Set down the listing below verbatim, but only from its first line through the line containing "the lighting pass.".

_____

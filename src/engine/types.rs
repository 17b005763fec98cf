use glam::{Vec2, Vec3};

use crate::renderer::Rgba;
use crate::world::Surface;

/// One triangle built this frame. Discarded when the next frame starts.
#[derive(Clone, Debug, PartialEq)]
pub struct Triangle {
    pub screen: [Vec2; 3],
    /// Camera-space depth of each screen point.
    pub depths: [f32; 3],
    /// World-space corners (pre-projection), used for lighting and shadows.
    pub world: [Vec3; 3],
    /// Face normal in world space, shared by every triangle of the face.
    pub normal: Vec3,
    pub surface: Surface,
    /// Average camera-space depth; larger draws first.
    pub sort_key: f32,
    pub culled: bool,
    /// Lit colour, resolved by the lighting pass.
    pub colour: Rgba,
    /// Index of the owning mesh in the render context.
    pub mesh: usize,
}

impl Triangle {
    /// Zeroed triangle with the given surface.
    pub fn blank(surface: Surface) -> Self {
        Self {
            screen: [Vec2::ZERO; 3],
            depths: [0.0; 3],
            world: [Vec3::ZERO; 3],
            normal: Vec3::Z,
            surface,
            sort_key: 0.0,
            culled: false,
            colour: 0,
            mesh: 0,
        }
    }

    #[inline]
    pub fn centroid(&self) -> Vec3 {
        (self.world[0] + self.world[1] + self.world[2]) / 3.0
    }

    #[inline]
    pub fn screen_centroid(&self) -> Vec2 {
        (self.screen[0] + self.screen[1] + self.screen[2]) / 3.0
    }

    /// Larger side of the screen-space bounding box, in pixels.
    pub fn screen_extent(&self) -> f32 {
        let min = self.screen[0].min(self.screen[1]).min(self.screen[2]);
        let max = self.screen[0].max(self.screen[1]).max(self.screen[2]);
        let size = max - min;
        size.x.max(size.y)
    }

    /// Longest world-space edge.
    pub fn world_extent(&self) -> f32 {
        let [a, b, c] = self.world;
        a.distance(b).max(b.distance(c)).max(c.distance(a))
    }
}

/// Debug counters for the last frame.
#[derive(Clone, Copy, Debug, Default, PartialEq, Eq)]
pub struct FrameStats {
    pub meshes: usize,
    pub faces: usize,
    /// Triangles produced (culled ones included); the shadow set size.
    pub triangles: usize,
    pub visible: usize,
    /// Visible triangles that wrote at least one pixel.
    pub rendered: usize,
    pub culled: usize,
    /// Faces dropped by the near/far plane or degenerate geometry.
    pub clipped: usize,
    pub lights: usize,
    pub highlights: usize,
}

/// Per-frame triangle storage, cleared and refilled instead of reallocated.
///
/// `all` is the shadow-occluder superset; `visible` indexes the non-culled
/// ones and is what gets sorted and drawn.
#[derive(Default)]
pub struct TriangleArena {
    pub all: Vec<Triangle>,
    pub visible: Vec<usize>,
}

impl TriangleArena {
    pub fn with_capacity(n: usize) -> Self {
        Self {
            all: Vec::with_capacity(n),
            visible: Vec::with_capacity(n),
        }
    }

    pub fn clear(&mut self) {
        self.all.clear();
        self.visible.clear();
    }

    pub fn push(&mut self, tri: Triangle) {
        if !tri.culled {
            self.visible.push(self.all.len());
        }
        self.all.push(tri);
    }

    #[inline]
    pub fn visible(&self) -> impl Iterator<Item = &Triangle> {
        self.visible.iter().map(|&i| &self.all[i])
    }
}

_____

**Task output**
filename src/engine/types.rs
repository 17b005763fec98cf
use glam::{Vec2, Vec3};

use crate::renderer::Rgba;
use crate::world::Surface;

/// One triangle built this frame. Discarded when the next frame starts.
#[derive(Clone, Debug, PartialEq)]
pub struct Triangle {
    pub screen: [Vec2; 3],
    /// Camera-space depth of each screen point.
    pub depths: [f32; 3],
    /// World-space corners (pre-projection), used for lighting and shadows.
    pub world: [Vec3; 3],
    /// Face normal in world space, shared by every triangle of the face.
    pub normal: Vec3,
    pub surface: Surface,
    /// Average camera-space depth; larger draws first.
    pub sort_key: f32,
    pub culled: bool,
    /// Lit colour, resolved by the lighting pass.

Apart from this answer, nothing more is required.